Mais um Domingo

Renato Gonzaga
Ensaios sobre a loucura
3 min readAug 26, 2015

Por Renato Gonzaga

Era mais um domingo. Roberto colocou água para ferver e fazer café. Adquirira, ao longo dos anos, o costume de beber todos os dias, sem saber ao certo se gostava mesmo do café ou das lembranças de seu avô, que eram desenterradas ao saborear o gosto amargo e vivo da bebida.

Enquanto a água fervia, Roberto ficou parado ao lado do fogão fitando o movimento das chamas azuis, tentando pensar em nada e em tudo ao mesmo tempo.

Seu avô fora o único homem da família que Roberto amou e respeitou. Sentia-se pesaroso por não ter aproveitado melhor a companhia do velho, e por todas as coisas que deixou de dizer e ouvir ao não dar tanta importância àquele que foi tomado pela demência por conta da doença que lhe tirou a vida.
Após concluir os rituais matinais — ser o despertador dos mais jovens, lembrando-lhes de suas obrigações diárias, varrer as folhas secas da varanda e tomar seu bom e velho café — seu avô sentava-se na calçada e apreciava o sol da manhã. Era essa a visão mais viva que Roberto mantinha na memória.
Pedia-lhe bênçãos todos os dias, apesar de nunca ter sido religioso. Acreditava que seu avô realmente tinha autoridade suficiente para concedê-las.

Café pronto. Roberto despejou uma boa quantidade na xícara e sentou-se em frente ao computador, descendo a barra de rolagem do Facebook. Eram sempre as mesmas notícias, os mesmos rituais, o mesmo vazio. Roberto sentia-se irritado com a maioria das coisas que lia, mas ainda assim as lia. Não conseguia entender como as pessoas haviam se tornado tão brutalmente superficiais. Será que era assim no tempo de seu avô? Será que sempre foi assim?
Leu a reportagem sobre um garoto de 13 anos que havia sido espancado e morto por supostamente ter roubado uma bicicleta. Roberto sentiu vontade de chorar, sem saber ao certo o motivo. Pensava no menino que teve a vida encerrada por um motivo absurdo, uma morte tão cruel para alguém tão jovem. Como será que as pessoas teriam reagido a essa notícia no tempo de seu avô?

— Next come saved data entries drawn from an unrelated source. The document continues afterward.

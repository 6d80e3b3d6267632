use crate::{Error, Result};
use async_trait::async_trait;
use serde_json::{Map, Value};
use std::path::{Path, PathBuf};
use std::sync::Arc;
use std::sync::atomic::{AtomicBool, Ordering};
use tokio::sync::Mutex;

/// Storage keys shared by the run, the dashboard and the settings commands
pub mod keys {
    pub const USAGE_COUNT: &str = "usage_count";
    pub const LICENSE_KEY: &str = "license_key";
    pub const CURRENT_PLAN: &str = "current_plan";
    pub const SETTINGS: &str = "settings";
    pub const TOTAL_OPERATIONS: &str = "total_operations";
    pub const CHECKBOXES_PROCESSED: &str = "checkboxes_processed";
    pub const LAST_PERFORMANCE: &str = "last_performance";
}

/// Asynchronous key-value storage.
///
/// `get` returns only the keys that exist; `set` merges the given values over
/// what is stored.
#[async_trait]
pub trait Store: Send + Sync {
    async fn get(&self, keys: &[&str]) -> Result<Map<String, Value>>;

    async fn set(&self, values: Map<String, Value>) -> Result<()>;
}

/// A store persisted as one JSON object on disk
#[derive(Debug)]
pub struct JsonFileStore {
    path: PathBuf,
    lock: Mutex<()>,
}

impl JsonFileStore {
    pub fn new(path: PathBuf) -> Self {
        Self {
            path,
            lock: Mutex::new(()),
        }
    }

    /// `~/.autooff/storage.json`
    pub fn default_path() -> Result<PathBuf> {
        let home = dirs::home_dir()
            .ok_or_else(|| Error::Store("Could not determine home directory".to_string()))?;
        Ok(home.join(".autooff").join("storage.json"))
    }

    pub fn path(&self) -> &Path {
        &self.path
    }

    async fn read_all(&self) -> Result<Map<String, Value>> {
        match tokio::fs::read_to_string(&self.path).await {
            Ok(content) if content.trim().is_empty() => Ok(Map::new()),
            Ok(content) => match serde_json::from_str::<Value>(&content)? {
                Value::Object(map) => Ok(map),
                _ => Err(Error::Store(format!(
                    "{} does not contain a JSON object",
                    self.path.display()
                ))),
            },
            Err(e) if e.kind() == std::io::ErrorKind::NotFound => Ok(Map::new()),
            Err(e) => Err(e.into()),
        }
    }
}

#[async_trait]
impl Store for JsonFileStore {
    async fn get(&self, keys: &[&str]) -> Result<Map<String, Value>> {
        let _guard = self.lock.lock().await;
        let mut all = self.read_all().await?;
        Ok(keys
            .iter()
            .filter_map(|k| all.remove(*k).map(|v| (k.to_string(), v)))
            .collect())
    }

    async fn set(&self, values: Map<String, Value>) -> Result<()> {
        let _guard = self.lock.lock().await;
        let mut all = self.read_all().await?;
        all.extend(values);

        if let Some(parent) = self.path.parent() {
            tokio::fs::create_dir_all(parent).await?;
        }
        let json = serde_json::to_string_pretty(&Value::Object(all))?;
        tokio::fs::write(&self.path, json).await?;

        tracing::debug!("Wrote storage file: {}", self.path.display());
        Ok(())
    }
}

/// A store kept in memory; can be switched into a failing mode
#[derive(Debug, Clone, Default)]
pub struct MemoryStore {
    values: Arc<Mutex<Map<String, Value>>>,
    failing: Arc<AtomicBool>,
}

impl MemoryStore {
    pub fn new() -> Self {
        Self::default()
    }

    /// Every call fails, as an unavailable or over-quota store would
    pub fn failing() -> Self {
        let store = Self::default();
        store.failing.store(true, Ordering::SeqCst);
        store
    }

    pub async fn snapshot(&self) -> Map<String, Value> {
        self.values.lock().await.clone()
    }

    fn check(&self) -> Result<()> {
        if self.failing.load(Ordering::SeqCst) {
            Err(Error::Store("storage unavailable".to_string()))
        } else {
            Ok(())
        }
    }
}

#[async_trait]
impl Store for MemoryStore {
    async fn get(&self, keys: &[&str]) -> Result<Map<String, Value>> {
        self.check()?;
        let values = self.values.lock().await;
        Ok(keys
            .iter()
            .filter_map(|k| values.get(*k).map(|v| (k.to_string(), v.clone())))
            .collect())
    }

    async fn set(&self, values: Map<String, Value>) -> Result<()> {
        self.check()?;
        self.values.lock().await.extend(values);
        Ok(())
    }
}
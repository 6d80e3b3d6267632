use thiserror::Error;

#[derive(Error, Debug)]
pub enum Error {
    #[error("Unknown plan: {0}")]
    UnknownPlan(String),

    #[error("Payment not completed")]
    PaymentNotCompleted,

    #[error("IO error: {0}")]
    Io(#[from] std::io::Error),

    #[error("JSON error: {0}")]
    Json(#[from] serde_json::Error),
}

pub type Result<T> = std::result::Result<T, Error>;
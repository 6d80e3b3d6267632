use serde::{Deserialize, Serialize};

/// A point-in-time read of the attributes the automation cares about.
///
/// Backends produce one of these per element read; the predicates below are
/// pure functions over it.
#[derive(Debug, Clone, Default, PartialEq, Eq, Serialize, Deserialize)]
#[serde(rename_all = "camelCase")]
pub struct ElementState {
    /// Lowercase tag name
    pub tag: String,
    #[serde(default)]
    pub input_type: Option<String>,
    #[serde(default)]
    pub id: Option<String>,
    #[serde(default)]
    pub data_id: Option<String>,
    #[serde(default)]
    pub role: Option<String>,
    /// The `checked` property, only meaningful for inputs
    #[serde(default)]
    pub checked: bool,
    #[serde(default)]
    pub aria_checked: Option<String>,
    #[serde(default)]
    pub aria_pressed: Option<String>,
    #[serde(default)]
    pub aria_expanded: Option<String>,
    #[serde(default)]
    pub aria_controls: Option<String>,
    #[serde(default)]
    pub aria_label: Option<String>,
    #[serde(default)]
    pub label_for: Option<String>,
    #[serde(default)]
    pub hidden: bool,
    /// Trimmed text content
    #[serde(default)]
    pub text: String,
}

impl ElementState {
    pub fn is_native_checkbox(&self) -> bool {
        self.tag == "input"
            && self
                .input_type
                .as_deref()
                .is_some_and(|t| t.eq_ignore_ascii_case("checkbox"))
    }

    /// `id`, falling back to `data-id`. Empty ids count as absent.
    pub fn identity(&self) -> Option<&str> {
        self.id
            .as_deref()
            .filter(|id| !id.is_empty())
            .or(self.data_id.as_deref().filter(|id| !id.is_empty()))
    }

    pub fn is_expanded(&self) -> bool {
        self.aria_expanded.as_deref() == Some("true")
    }
}

/// Whether an element is currently on.
pub fn is_checked(state: &ElementState) -> bool {
    if state.is_native_checkbox() {
        state.checked
    } else {
        state.aria_checked.as_deref() == Some("true")
            || state.aria_pressed.as_deref() == Some("true")
    }
}

/// The ways an element can behave as a toggle.
///
/// All variants share the same capability (read state, activate); the variant
/// only records how the element was recognised.
#[derive(Debug, Clone, Copy, PartialEq, Eq, Hash, Serialize, Deserialize)]
#[serde(rename_all = "kebab-case")]
pub enum ToggleKind {
    NativeCheckbox,
    RoleCheckbox,
    RoleSwitch,
    AriaState,
}

impl ToggleKind {
    pub fn classify(state: &ElementState) -> Option<Self> {
        if state.is_native_checkbox() {
            return Some(ToggleKind::NativeCheckbox);
        }
        match state.role.as_deref() {
            Some("checkbox") => return Some(ToggleKind::RoleCheckbox),
            Some("switch") => return Some(ToggleKind::RoleSwitch),
            _ => {}
        }
        if state.aria_checked.is_some() || state.aria_pressed.is_some() {
            return Some(ToggleKind::AriaState);
        }
        None
    }

    /// Stricter test used for whole-page id scans, where a bare `aria-pressed`
    /// button is not considered a checkbox.
    pub fn is_checkbox_role(self) -> bool {
        !matches!(self, ToggleKind::AriaState)
    }

    pub fn as_str(&self) -> &'static str {
        match self {
            ToggleKind::NativeCheckbox => "native-checkbox",
            ToggleKind::RoleCheckbox => "role-checkbox",
            ToggleKind::RoleSwitch => "role-switch",
            ToggleKind::AriaState => "aria-state",
        }
    }
}
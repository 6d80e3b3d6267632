use crate::Result;
use crate::dom::{Page, Selector, Simple, ToggleKind};
use crate::settings::aliases_for;
use std::iter;

/// Resolve a logical section name to its root element.
///
/// Tries the exact id, then an id prefix (generated suffixes), then the same
/// two steps for every alias. A section missing from the page is `Ok(None)`.
pub async fn locate<P>(
    page: &P,
    logical_id: &str,
    alias_table: &[(&str, &[&str])],
) -> Result<Option<P::Node>>
where
    P: Page + ?Sized,
{
    let aliases = aliases_for(alias_table, logical_id).iter().copied();
    let candidates = iter::once(logical_id).chain(aliases);

    for candidate in candidates {
        if let Some(node) = page.by_id(candidate).await? {
            tracing::debug!("Section '{}' matched id '{}'", logical_id, candidate);
            return Ok(Some(node));
        }

        // Generated toggles such as `skill-rust` share the prefix; they are
        // never a section root.
        for node in page.query_all(None, &Selector::id_prefix(candidate)).await? {
            let state = page.read(&node).await?;
            if ToggleKind::classify(&state).is_none() {
                tracing::debug!(
                    "Section '{}' matched id prefix '{}' ({})",
                    logical_id,
                    candidate,
                    state.id.as_deref().unwrap_or_default()
                );
                return Ok(Some(node));
            }
        }
    }

    Ok(None)
}

/// An element that looks like a section
#[derive(Debug, Clone, PartialEq, Eq)]
pub struct DiscoveredSection {
    pub id: String,
    pub has_accordion: bool,
    pub checkbox_count: usize,
}

/// List every element with an id that holds an accordion button or checkboxes.
///
/// Diagnostic only; each candidate costs a few page round trips.
pub async fn discover<P>(page: &P) -> Result<Vec<DiscoveredSection>>
where
    P: Page + ?Sized,
{
    let checkboxes = Selector::any_of([
        Simple::tag("input").with_attr_eq("type", "checkbox"),
        Simple::any().with_attr_eq("role", "checkbox"),
    ]);

    let mut found = Vec::new();
    for node in page.query_all(None, &Selector::with_id()).await? {
        let has_accordion = page
            .query_first(Some(&node), &Selector::accordion_button())
            .await?
            .is_some();
        let checkbox_count = page.query_all(Some(&node), &checkboxes).await?.len();

        if has_accordion || checkbox_count > 0 {
            let id = page.read(&node).await?.id.unwrap_or_default();
            found.push(DiscoveredSection {
                id,
                has_accordion,
                checkbox_count,
            });
        }
    }
    Ok(found)
}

Terminou o café e desligou o computador.

Colocou uma música para tocar no celular enquanto tomava banho. Sua cabeça pesava ao pensar no vazio em que a vida se tornara e novamente teve vontade de chorar. Chorar pelo menino? Chorar pela saudade de seu avô? Chorar por saudade de si mesmo? Não sabia ao certo. A única certeza que tinha era a de que o peso do vazio em seu coração era muito maior que o peso de todas as lembranças que se esforçou para enterrar.
Roberto podia chorar debaixo da água corrente do chuveiro sem notar as lágrimas. Podia chorar enquanto tomava banho sem que outras pessoas notassem. Roberto podia simplesmente chorar, mas não chorou. Assim como não disse tudo que o gostaria ao avô, na breve ilusão de infância de se achar que as pessoas não morrem. Assim como o garoto de 13 anos não imaginou que morreria tão cedo por algo que no tempo do avô teria sido apenas mais uma travessura, daquelas que se pune com algum castigo comum.